Recently, researchers investigating inflammatory bowel disease (IBD) at The Children’s Hospital of Philadelphia led an international collaboration of researchers to discover multiple gene variants responsible for developing early-onset and adult-onset IBD. And Robert Baldassano, MD, director of the Hospital’s Center for Pediatric IBD, says this discovery provides significant insight into the pathogenic mechanism mediating early-onset IBD.

Figuring out how IBD works, what causes it and, perhaps most crucially to current patients, how to better treat it, has proven to be a monumental research project. And as physicians’ understanding of the genetic underpinnings of IBD improves, a more personalized approach to treatment comes closer to reality.

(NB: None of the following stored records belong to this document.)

//! Synthetic linear-regression data and the evidence lower bound (ELBO) used
//! by the variational-inference posts. [`crate::figures`] turns the results
//! into plottable series.

use rand::rngs::StdRng;
use rand::{Rng, SeedableRng};
use serde::Serialize;
use std::f64::consts::PI;
use std::fmt;

/// A dense row-major matrix.
#[derive(Clone, Debug, PartialEq, Serialize)]
pub struct Matrix {
    rows: usize,
    cols: usize,
    data: Vec<f64>,
}

impl Matrix {
    pub fn from_rows(rows: Vec<Vec<f64>>) -> Result<Matrix> {
        let cols = rows.first().map(|r| r.len()).unwrap_or(0);
        if rows.iter().any(|r| r.len() != cols) {
            return Err(Error::RaggedRows);
        }
        Ok(Matrix {
            rows: rows.len(),
            cols,
            data: rows.into_iter().flatten().collect(),
        })
    }

    pub fn rows(&self) -> usize {
        self.rows
    }

    pub fn cols(&self) -> usize {
        self.cols
    }

    pub fn get(&self, row: usize, col: usize) -> f64 {
        self.data[row * self.cols + col]
    }

    pub fn row(&self, row: usize) -> &[f64] {
        &self.data[row * self.cols..(row + 1) * self.cols]
    }

    pub fn column(&self, col: usize) -> impl Iterator<Item = f64> + '_ {
        (0..self.rows).map(move |row| self.get(row, col))
    }

    /// `self · v`. `v` must have `cols` entries.
    pub fn dot(&self, v: &[f64]) -> Vec<f64> {
        (0..self.rows).map(|row| dot(self.row(row), v)).collect()
    }
}

fn dot(a: &[f64], b: &[f64]) -> f64 {
    a.iter().zip(b).map(|(a, b)| a * b).sum()
}

/// Parameters for [`generate_data`]. The defaults are chosen for
/// illustration.
#[derive(Clone, Debug, PartialEq)]
pub struct GenerateOptions {
    /// Number of observations.
    pub n: usize,

    /// Number of features, including the bias column.
    pub p: usize,

    pub seed: u64,

    /// Regression coefficients. Drawn from
    /// `Normal(theta_mean, theta_std)` when absent.
    pub theta: Option<Vec<f64>>,
    pub theta_mean: f64,
    pub theta_std: f64,

    /// Mean and standard deviation of the non-bias features.
    pub x_mean: f64,
    pub x_std: f64,
}

impl Default for GenerateOptions {
    fn default() -> Self {
        GenerateOptions {
            n: 1000,
            p: 2,
            seed: 1,
            theta: None,
            theta_mean: 1.0,
            theta_std: 1.0,
            x_mean: 3.0,
            x_std: 1.0,
        }
    }
}

/// A design matrix `x`, observations `y` and the coefficients `theta` that
/// generated them.
#[derive(Clone, Debug, PartialEq, Serialize)]
pub struct Dataset {
    pub x: Matrix,
    pub y: Vec<f64>,
    pub theta: Vec<f64>,
}

/// Generates `y = X·theta + ε` with `ε ~ Normal(0, 1)`. The first column of
/// `X` is all ones; the rest are `Normal(x_mean, x_std)`. The same options
/// always produce the same data.
pub fn generate_data(options: &GenerateOptions) -> Result<Dataset> {
    if options.p == 0 {
        return Err(Error::InvalidDimension);
    }
    if let Some(theta) = &options.theta {
        if theta.len() != options.p {
            return Err(Error::ThetaLength {
                wanted: options.p,
                found: theta.len(),
            });
        }
    }

    let mut rng = StdRng::seed_from_u64(options.seed);
    let mut data = Vec::with_capacity(options.n * options.p);
    for _ in 0..options.n {
        data.push(1.0);
        for _ in 1..options.p {
            data.push(normal(&mut rng, options.x_mean, options.x_std));
        }
    }
    let x = Matrix {
        rows: options.n,
        cols: options.p,
        data,
    };

    let theta = match &options.theta {
        Some(theta) => theta.clone(),
        None => (0..options.p)
            .map(|_| normal(&mut rng, options.theta_mean, options.theta_std))
            .collect(),
    };

    let y = x
        .dot(&theta)
        .into_iter()
        .map(|mean| mean + normal(&mut rng, 0.0, 1.0))
        .collect();

    Ok(Dataset { x, y, theta })
}

// Box-Muller
fn normal<R: Rng>(rng: &mut R, mean: f64, std: f64) -> f64 {
    let u1: f64 = 1.0 - rng.gen::<f64>(); // (0, 1]
    let u2: f64 = rng.gen();
    mean + std * (-2.0 * u1.ln()).sqrt() * (2.0 * PI * u2).cos()
}

/// Evaluates the ELBO `-½‖Xμ‖² + yᵀXμ`, up to additive constants. `mu` needs
/// one entry per column of `x` and `y` one per row.
pub fn evaluate_elbo(x: &Matrix, y: &[f64], mu: &[f64]) -> Result<f64> {
    if mu.len() != x.cols() {
        return Err(Error::ParameterLength {
            wanted: x.cols(),
            found: mu.len(),
        });
    }
    if y.len() != x.rows() {
        return Err(Error::ObservationLength {
            wanted: x.rows(),
            found: y.len(),
        });
    }
    let predictor = x.dot(mu);
    Ok(-0.5 * dot(&predictor, &predictor) + dot(y, &predictor))
}

/// Evaluates the ELBO of a two-parameter model over a grid, so `x` must have
/// exactly two columns. The result has one row per `mu2` value and one column
/// per `mu1` value, i.e. `grid[j][i] = elbo((mu1[i], mu2[j]))`, which is the
/// orientation contour plots expect.
pub fn evaluate_elbo_landscape(
    x: &Matrix,
    y: &[f64],
    mu1: &[f64],
    mu2: &[f64],
) -> Result<Vec<Vec<f64>>> {
    mu2.iter()
        .map(|&b| mu1.iter().map(|&a| evaluate_elbo(x, y, &[a, b])).collect())
        .collect()
}

/// `num` evenly spaced values from `start` to `stop`, both inclusive.
pub fn linspace(start: f64, stop: f64, num: usize) -> Vec<f64> {
    match num {
        0 => Vec::new(),
        1 => vec![start],
        _ => {
            let step = (stop - start) / (num - 1) as f64;
            (0..num)
                .map(|i| if i == num - 1 { stop } else { start + step * i as f64 })
                .collect()
        }
    }
}

/// The result of a fallible regression operation.
pub type Result<T> = std::result::Result<T, Error>;

#[derive(Debug, PartialEq)]
pub enum Error {
    /// Returned when asked for a model without any features.
    InvalidDimension,

    /// Returned when explicit coefficients don't match the feature count.
    ThetaLength { wanted: usize, found: usize },

    /// Returned when matrix rows differ in length.
    RaggedRows,

    /// Returned when the parameter vector doesn't match the feature count.
    ParameterLength { wanted: usize, found: usize },

    /// Returned when the observations don't match the design matrix's rows.
    ObservationLength { wanted: usize, found: usize },
}

impl fmt::Display for Error {
    fn fmt(&self, f: &mut fmt::Formatter) -> fmt::Result {
        match self {
            Error::InvalidDimension => write!(f, "need at least one feature"),
            Error::ThetaLength { wanted, found } => write!(
                f,
                "expected {} regression coefficients; found {}",
                wanted, found
            ),
            Error::RaggedRows => write!(f, "matrix rows differ in length"),
            Error::ParameterLength { wanted, found } => {
                write!(f, "expected {} parameters; found {}", wanted, found)
            }
            Error::ObservationLength { wanted, found } => {
                write!(f, "expected {} observations; found {}", wanted, found)
            }
        }
    }
}

impl std::error::Error for Error {}
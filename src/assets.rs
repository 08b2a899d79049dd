//! Places an exported asset bundle at its canonical directory, replacing
//! whatever a previous conversion left there.
//!
//! Two strategies are offered (see [`Replace`]). The staged strategy keeps
//! the old directory on disk until the new one has been renamed into place, so
//! a failure midway leaves the post with its previous assets rather than none.

use fs2::FileExt;
use serde::Deserialize;
use std::fmt;
use std::fs::{self, File};
use std::io;
use std::path::{Path, PathBuf};
use tracing::{debug, warn};
use walkdir::WalkDir;

/// How the canonical asset directory is replaced.
#[derive(Clone, Copy, Debug, PartialEq, Eq, Deserialize)]
#[serde(rename_all = "kebab-case")]
pub enum Replace {
    /// Move the bundle next to the canonical directory, swap it in with
    /// renames, and only then delete the previous directory.
    Staged,

    /// Delete the canonical directory, then move the bundle into its place.
    InPlace,
}

impl Default for Replace {
    fn default() -> Self {
        Replace::Staged
    }
}

/// Replaces `canonical` with `bundle`. When `bundle` is `None` (the notebook
/// had no embedded outputs) any existing `canonical` directory is removed and
/// nothing takes its place.
pub fn install(bundle: Option<&Path>, canonical: &Path, replace: Replace) -> Result<()> {
    let bundle = match bundle {
        Some(bundle) => bundle,
        None => {
            debug!(canonical = %canonical.display(), "no asset bundle exported");
            return rmdir(canonical);
        }
    };

    if let Some(parent) = canonical.parent() {
        fs::create_dir_all(parent).map_err(|err| Error::new("creating", parent, err))?;
    }

    match replace {
        Replace::InPlace => {
            rmdir(canonical)?;
            move_dir(bundle, canonical)
        }
        Replace::Staged => {
            let incoming = sibling(canonical, "incoming");
            let previous = sibling(canonical, "previous");

            // leftovers from an interrupted run
            rmdir(&incoming)?;
            rmdir(&previous)?;

            move_dir(bundle, &incoming)?;
            swap_into_place(&incoming, canonical, &previous, |from, to| fs::rename(from, to))?;
            rmdir(&previous)
        }
    }
}

/// Renames `incoming` to `canonical`, first renaming any existing `canonical`
/// aside to `previous`. If the final rename fails, `previous` is renamed back.
fn swap_into_place<F>(incoming: &Path, canonical: &Path, previous: &Path, rename: F) -> Result<()>
where
    F: Fn(&Path, &Path) -> io::Result<()>,
{
    let had_previous = canonical.exists();
    if had_previous {
        rename(canonical, previous).map_err(|err| Error::new("setting aside", canonical, err))?;
    }

    if let Err(err) = rename(incoming, canonical) {
        if had_previous {
            if let Err(restore) = rename(previous, canonical) {
                warn!(
                    previous = %previous.display(),
                    error = %restore,
                    "could not restore previous asset directory"
                );
            }
        }
        return Err(Error::new("renaming into place", incoming, err));
    }
    Ok(())
}

/// `{parent}/.{name}.{label}` for a canonical directory `{parent}/{name}`.
fn sibling(canonical: &Path, label: &str) -> PathBuf {
    let name = canonical
        .file_name()
        .map(|n| n.to_string_lossy().into_owned())
        .unwrap_or_default();
    canonical.with_file_name(format!(".{}.{}", name, label))
}

/// Moves a directory. Falls back to copy-then-delete when a plain rename is
/// refused, e.g. because source and destination are on different devices.
pub fn move_dir(src: &Path, dst: &Path) -> Result<()> {
    match fs::rename(src, dst) {
        Ok(()) => Ok(()),
        Err(err) => {
            debug!(src = %src.display(), dst = %dst.display(), error = %err, "rename failed; copying");
            copy_dir(src, dst)?;
            fs::remove_dir_all(src).map_err(|err| Error::new("removing", src, err))
        }
    }
}

fn copy_dir(src: &Path, dst: &Path) -> Result<()> {
    for result in WalkDir::new(src) {
        let entry = result.map_err(|err| Error::new("walking", src, err.into()))?;
        // strip_prefix can't fail since `src` is the walk root
        let target = dst.join(entry.path().strip_prefix(src).unwrap());
        if entry.file_type().is_dir() {
            fs::create_dir_all(&target).map_err(|err| Error::new("creating", &target, err))?;
        } else {
            fs::copy(entry.path(), &target).map_err(|err| Error::new("copying", entry.path(), err))?;
        }
    }
    Ok(())
}

/// Removes a directory tree, treating an absent directory as success.
pub fn rmdir(dir: &Path) -> Result<()> {
    match fs::remove_dir_all(dir) {
        Ok(()) => Ok(()),
        Err(e) if e.kind() == io::ErrorKind::NotFound => Ok(()),
        Err(e) => Err(Error::new("removing", dir, e)),
    }
}

/// Removes a file, treating an absent file as success.
pub fn remove_file(path: &Path) -> Result<()> {
    match fs::remove_file(path) {
        Ok(()) => Ok(()),
        Err(e) if e.kind() == io::ErrorKind::NotFound => Ok(()),
        Err(e) => Err(Error::new("removing", path, e)),
    }
}

/// The hidden directory, under the staging directory, that holds lock files.
pub const LOCK_DIRECTORY: &str = ".nbpost/locks";

/// An exclusive advisory lock held for the duration of one post's
/// conversion. Released on drop.
///
/// The lock file is never deleted, since a waiter may already have it open.
/// Lock files live under [`LOCK_DIRECTORY`], away from the published assets.
pub struct PostLock {
    file: File,
    path: PathBuf,
}

impl PostLock {
    /// Blocks until the lock file `{staging_directory}/.nbpost/locks/{name}.lock`
    /// is held exclusively.
    pub fn acquire(staging_directory: &Path, name: &str) -> Result<PostLock> {
        let locks = staging_directory.join(LOCK_DIRECTORY);
        fs::create_dir_all(&locks).map_err(|err| Error::new("creating", &locks, err))?;
        let path = locks.join(format!("{}.lock", name));
        let file = File::create(&path).map_err(|err| Error::new("creating", &path, err))?;
        file.lock_exclusive()
            .map_err(|err| Error::new("locking", &path, err))?;
        Ok(PostLock { file, path })
    }

    pub fn path(&self) -> &Path {
        &self.path
    }
}

impl Drop for PostLock {
    fn drop(&mut self) {
        let _ = self.file.unlock();
    }
}

/// The result of an asset-directory operation.
pub type Result<T> = std::result::Result<T, Error>;

/// A filesystem failure while moving or deleting asset directories.
#[derive(Debug)]
pub struct Error {
    pub action: &'static str,
    pub path: PathBuf,
    pub err: io::Error,
}

impl Error {
    pub(crate) fn new(action: &'static str, path: &Path, err: io::Error) -> Error {
        Error {
            action,
            path: path.to_owned(),
            err,
        }
    }
}

impl fmt::Display for Error {
    /// Displays an [`Error`] as human-readable text.
    fn fmt(&self, f: &mut fmt::Formatter) -> fmt::Result {
        write!(f, "{} `{}`: {}", self.action, self.path.display(), self.err)
    }
}

impl std::error::Error for Error {
    /// Implements the [`std::error::Error`] trait for [`Error`].
    fn source(&self) -> Option<&(dyn std::error::Error + 'static)> {
        Some(&self.err)
    }
}

#[cfg(test)]
mod test {
    use super::*;

    fn bundle(root: &Path, files: &[&str]) -> PathBuf {
        let dir = root.join("post_files");
        fs::create_dir_all(&dir).unwrap();
        for file in files {
            fs::write(dir.join(file), file).unwrap();
        }
        dir
    }

    fn listing(dir: &Path) -> Vec<String> {
        let mut names: Vec<String> = fs::read_dir(dir)
            .unwrap()
            .map(|e| e.unwrap().file_name().to_string_lossy().into_owned())
            .collect();
        names.sort();
        names
    }

    #[test]
    fn test_install_replaces_stale_directory() {
        for replace in &[Replace::Staged, Replace::InPlace] {
            let root = tempfile::tempdir().unwrap();
            let canonical = root.path().join("assets/post");
            fs::create_dir_all(&canonical).unwrap();
            fs::write(canonical.join("stale.png"), "old").unwrap();

            let src = bundle(root.path(), &["a.png", "b.png"]);
            install(Some(&src), &canonical, *replace).unwrap();

            assert_eq!(vec!["a.png", "b.png"], listing(&canonical));
            assert!(!src.exists());
            assert_eq!(vec!["post"], listing(&root.path().join("assets")));
        }
    }

    #[test]
    fn test_install_without_bundle_removes_canonical() {
        let root = tempfile::tempdir().unwrap();
        let canonical = root.path().join("assets/post");
        fs::create_dir_all(&canonical).unwrap();
        fs::write(canonical.join("stale.png"), "old").unwrap();

        install(None, &canonical, Replace::Staged).unwrap();
        assert!(!canonical.exists());
    }

    #[test]
    fn test_install_without_bundle_or_canonical_is_ok() {
        let root = tempfile::tempdir().unwrap();
        install(None, &root.path().join("assets/post"), Replace::InPlace).unwrap();
    }

    #[test]
    fn test_install_cleans_interrupted_staging() {
        let root = tempfile::tempdir().unwrap();
        let canonical = root.path().join("assets/post");
        let leftover = root.path().join("assets/.post.incoming");
        fs::create_dir_all(&leftover).unwrap();
        fs::write(leftover.join("junk"), "junk").unwrap();

        let src = bundle(root.path(), &["a.png"]);
        install(Some(&src), &canonical, Replace::Staged).unwrap();
        assert!(!leftover.exists());
        assert_eq!(vec!["a.png"], listing(&canonical));
    }

    #[test]
    fn test_swap_restores_previous_on_failure() {
        let root = tempfile::tempdir().unwrap();
        let canonical = root.path().join("post");
        let incoming = root.path().join(".post.incoming");
        let previous = root.path().join(".post.previous");
        fs::create_dir_all(&canonical).unwrap();
        fs::write(canonical.join("old.png"), "old").unwrap();
        fs::create_dir_all(&incoming).unwrap();

        let result = swap_into_place(&incoming, &canonical, &previous, |from, to| {
            if from == incoming.as_path() {
                Err(io::Error::new(io::ErrorKind::Other, "injected"))
            } else {
                fs::rename(from, to)
            }
        });

        assert!(result.is_err());
        assert_eq!(vec!["old.png"], listing(&canonical));
        assert!(!previous.exists());
    }

    #[test]
    fn test_copy_dir_is_recursive() {
        let root = tempfile::tempdir().unwrap();
        let src = bundle(root.path(), &["a.png"]);
        fs::create_dir_all(src.join("nested")).unwrap();
        fs::write(src.join("nested/b.svg"), "b").unwrap();

        let dst = root.path().join("copy");
        copy_dir(&src, &dst).unwrap();
        assert_eq!(vec!["a.png", "nested"], listing(&dst));
        assert_eq!("b", fs::read_to_string(dst.join("nested/b.svg")).unwrap());
    }

    #[test]
    fn test_post_lock_lives_under_staging_directory() {
        let root = tempfile::tempdir().unwrap();
        let lock = PostLock::acquire(root.path(), "post").unwrap();
        assert_eq!(root.path().join(".nbpost/locks/post.lock"), lock.path());
        assert!(lock.path().is_file());
        drop(lock);

        // released on drop, so a second acquisition does not block
        let again = PostLock::acquire(root.path(), "post").unwrap();
        assert!(again.path().is_file());
    }
}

Once the underlying genetics are understood, Baldassano says, treatment could be tailored to a patient’s particular variant of IBD, increasing effectiveness and decreasing unnecessary side effects.

A genetic puzzle

But as CHOP researchers learn more about genes involved in IBD, they are also beginning to see that the disease is even more complex than first understood. Not only is the sheer volume of relevant gene variants high, it appears that some interrelate with other conditions.

Researchers at CHOP’s Center for Applied Genomics (CAG) published a study showing four genes are involved in both Crohn’s disease and type 1 diabetes, but with opposite effects, making Crohn’s less likely but type 1 diabetes more so.

“This finding shows the genetic architecture of these diseases is more complex than previously thought,” says study leader Hakon Hakonarson, MD, PhD, director of CAG at CHOP. “We knew that multiple genes that interact with each other and with environmental factors are needed to bring on these complex diseases, and we are still detecting these genes and uncovering those interactions. But we now see that some genes influence more than one disease, and sometimes in the opposite direction.”

While the research has not immediately translated into new treatments, discoveries from genomics and IBD researchers at CHOP are garnering significant attention in the medical field, illustrating their importance in laying a foundation for improved care in the future.

Two studies funded in part by the Stein-Bellet Foundation were presented in October 2011 at the 12th Annual International Congress of Human Genetics. One uncovered a genetic variant that promotes inflammation in Crohn’s disease. As more of the mechanisms of the disease are understood, more potential treatment avenues open up.

David Piccoli, MD, chief of the Division of Gastroenterology, Hepatology and Nutrition at CHOP, which houses the IBD Center, says that a project that combines research and patient care will have a direct impact on children being treated for IBD in the near future. This national initiative, led at CHOP by Andrew Grossman, MD, tests an approach to improve quality of care by providing clinicians with data-driven reviews of patients’ treatment prior to their appointments, pointing out measurements that vary from best practices so the treating physician can consider whether the discrepancy is thoughtful and beneficial or should be adjusted.

“The best care is done by thoughtfully applying what everyone has in a way that’s better,” Piccoli says. “If you can improve quality of care, you may cut costs, cut suffering, improve productivity, and change lives. In the next three years, that’s the single thing that will have the most effect on IBD patients.”